The financial data is clear: BRT costs much less to go further and serve far more riders. Case closed, or is it? The Denver Post editors look at HNTB's cost and ridership estimates for the Northwest Rail Line and offer a recommendation, sort of.

2 minute read

October 11, 2013, 10:00 AM PDT

By Irvin Dawid

A bus next to the re-located light rail station at Denver's Union Station

Jeffrey Beall / Wikimedia Commons

The editorial board reviews the findings reported by Monte Whaley on the Northwest Rail Line, "a 41-mile high-capacity, fixed-guideway transit project from Denver Union Station to Longmont," according to Regional Transportation District (RTD) of Denver's webpage on the FasTracks project.  Funding is available only for the first 6.2-mile segment from Union Station to south Westminster, currently under construction. After that, it gets interesting if alternatives are considered.

The next segment, 11 miles "from Westminster to Broomfield could cost as much as $681 million while about 100 miles of enhanced bus service [aka, BRT] in the northern suburbs would cost roughly half that and serve nearly eight times as many passengers, according to an analysis (PDF) for the Regional Transportation District", writes Whaley.

RTD agency hopes to bring a recommendation of the best transit option — commuter [light] rail, bus rapid transit [BRT] or a combination of both — to the governing board for a vote in early 2014.

It was these startling findings that prompted the editorial. Their fuzzy recommendation: "We can't have the Northwest Line at any cost". Without outright concluding that BRT is preferable over the expensive light rail extension that the people voted for in 2004 as part of the ambitious FasTracks projects, the editorial implies it. However, it points to reasons not to immediately abandon the train in favor of the bus.

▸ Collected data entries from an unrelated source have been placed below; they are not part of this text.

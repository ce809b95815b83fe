// src/graph/node.rs

use crate::files::{FileIndex, FileRegistry};
use crate::graph::LocalId;

/// Application a job node runs.
///
/// The first two execute on remote compute nodes; the rest are cheap
/// bookkeeping steps the scheduler runs in-process.
#[derive(Debug, Copy, Clone, PartialEq, Eq)]
pub enum AppKind {
    Simulate,
    Analyze,
    ExtractFrames,
    CleanupFrames,
    RecombineSimulate,
    RecombineAnalyze,
}

impl AppKind {
    pub fn code(self) -> i64 {
        match self {
            Self::Simulate => 1,
            Self::Analyze => 2,
            Self::ExtractFrames => 3,
            Self::CleanupFrames => 4,
            Self::RecombineSimulate => 5,
            Self::RecombineAnalyze => 6,
        }
    }

    pub fn from_code(code: i64) -> Option<Self> {
        match code {
            1 => Some(Self::Simulate),
            2 => Some(Self::Analyze),
            3 => Some(Self::ExtractFrames),
            4 => Some(Self::CleanupFrames),
            5 => Some(Self::RecombineSimulate),
            6 => Some(Self::RecombineAnalyze),
            _ => None,
        }
    }

    pub fn name(self) -> &'static str {
        match self {
            Self::Simulate => "simulate",
            Self::Analyze => "analyze",
            Self::ExtractFrames => "extract_frames",
            Self::CleanupFrames => "cleanup_frames",
            Self::RecombineSimulate => "recombine_simulate",
            Self::RecombineAnalyze => "recombine_analyze",
        }
    }

    /// Internal apps run inside the scheduler instead of being dispatched.
    pub fn is_internal(self) -> bool {
        !matches!(self, Self::Simulate | Self::Analyze)
    }
}

/// Argument value of a job node.
#[derive(Debug, Clone, PartialEq)]
pub enum ArgValue {
    File(FileIndex),
    Literal(String),
}

/// One named argument, mirroring the `-name value` script form.
#[derive(Debug, Clone)]
pub struct NodeArg {
    pub name: String,
    pub value: ArgValue,
}

impl NodeArg {
    pub fn file(name: impl Into<String>, idx: FileIndex) -> Self {
        Self {
            name: name.into(),
            value: ArgValue::File(idx),
        }
    }

    pub fn literal(name: impl Into<String>, value: impl Into<String>) -> Self {
        Self {
            name: name.into(),
            value: ArgValue::Literal(value.into()),
        }
    }
}

/// One job of a batch graph.
#[derive(Debug, Clone)]
pub struct JobNode {
    pub local_id: LocalId,
    pub app: AppKind,
    /// Hard ordering prerequisite; file parents add further edges.
    pub prereq: Option<LocalId>,
    pub args: Vec<NodeArg>,
    /// Predicted work units, attached to the dispatch unit.
    pub estimate: f64,
    /// Global index of the snapshot preceding this node's first frame.
    pub snapshot_offset: u64,
}

impl JobNode {
    pub fn files(&self) -> impl Iterator<Item = FileIndex> + '_ {
        self.args.iter().filter_map(|a| match a.value {
            ArgValue::File(idx) => Some(idx),
            ArgValue::Literal(_) => None,
        })
    }

    pub fn arg(&self, name: &str) -> Option<&ArgValue> {
        self.args
            .iter()
            .find(|a| a.name == name)
            .map(|a| &a.value)
    }

    pub fn file_arg(&self, name: &str) -> Option<FileIndex> {
        match self.arg(name)? {
            ArgValue::File(idx) => Some(*idx),
            ArgValue::Literal(_) => None,
        }
    }
}

/// A complete, not-yet-persisted batch: its nodes plus the file arena
/// their arguments index into.
#[derive(Debug, Default)]
pub struct Batch {
    pub nodes: Vec<JobNode>,
    pub registry: FileRegistry,
}

impl Batch {
    pub fn node(&self, id: LocalId) -> Option<&JobNode> {
        self.nodes.iter().find(|n| n.local_id == id)
    }

    pub(crate) fn next_id(&self) -> LocalId {
        self.nodes.len() as LocalId + 1
    }
}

  • These are only preliminary findings; the study may yield other options.
  • These are only estimates for capital costs, and under that analysis, rail is always more expensive at first. And other factors have still to be measured, such as accompanying economic development.
  • We've said [last March] we want folks in the northern suburbs to get the rail they were promised if possible.

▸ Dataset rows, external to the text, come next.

// src/graph/builder.rs

//! Expansion of script commands into a batch job graph.
//!
//! Simulation commands longer than one work unit become restart-linked
//! segment chains; analysis commands become parallel per-snapshot-range
//! batches. Both expansions end in a recombination node that reassembles
//! the logical outputs the user asked for.

use std::path::{Path, PathBuf};

use tracing::{debug, info};

use crate::config::ConfigFile;
use crate::errors::{GridError, Result};
use crate::files::{FileDescriptor, FileIndex, FileKind, FileRegistry};
use crate::graph::node::{AppKind, ArgValue, Batch, JobNode, NodeArg};
use crate::graph::{LocalId, export};
use crate::params::{ParameterSet, parse_parameter_set};
use crate::script::{ParamValue, ScriptApp, ScriptCommand};
use crate::segment::{self, SegmentSpec, SimulationShape};

/// One produced piece of a logical output, pending recombination.
#[derive(Debug, Clone)]
struct Part {
    producer: LocalId,
    /// Global snapshot offset of the piece, for ordering.
    offset: u64,
    name: String,
}

/// Where an analysis batch reads its trajectory from.
#[derive(Debug, Clone)]
struct TrajSource {
    name: String,
    subdirectory: Option<String>,
    parent: Option<LocalId>,
    temporary: bool,
}

/// Build the job graph for `commands`, consuming the file registry the
/// script parser filled.
pub fn build_batch(
    cfg: &ConfigFile,
    commands: &[ScriptCommand],
    registry: FileRegistry,
) -> Result<Batch> {
    let mut builder = Builder {
        cfg,
        batch: Batch {
            nodes: Vec::new(),
            registry,
        },
        tail: None,
    };

    let mut i = 0;
    while i < commands.len() {
        let cmd = &commands[i];
        match cmd.app {
            ScriptApp::Simulate => {
                let follower = commands
                    .get(i + 1)
                    .filter(|c| c.app == ScriptApp::Analyze);
                let consumed = builder.expand_simulation(cmd, follower)?;
                i += if consumed { 2 } else { 1 };
            }
            ScriptApp::Analyze => {
                builder.expand_analysis(cmd)?;
                i += 1;
            }
        }
    }

    export::validate_acyclic(&builder.batch)?;
    Ok(builder.batch)
}

struct Builder<'a> {
    cfg: &'a ConfigFile,
    batch: Batch,
    /// Last node of the previous command; ordering prerequisite for the
    /// next one.
    tail: Option<LocalId>,
}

The editorial board suggests that if the northwest communities want to stick with the costly rail option that they were promised, more funding will be needed, such as a "statewide tax issue for transportation, preferably user fees like fuel taxes to pay for roads and transit." This clear funding recommendation for the type of funding option is in reference to a non-user fee proposal being considered to place a ".7%, 10-year general sales tax on the 2014 ballot."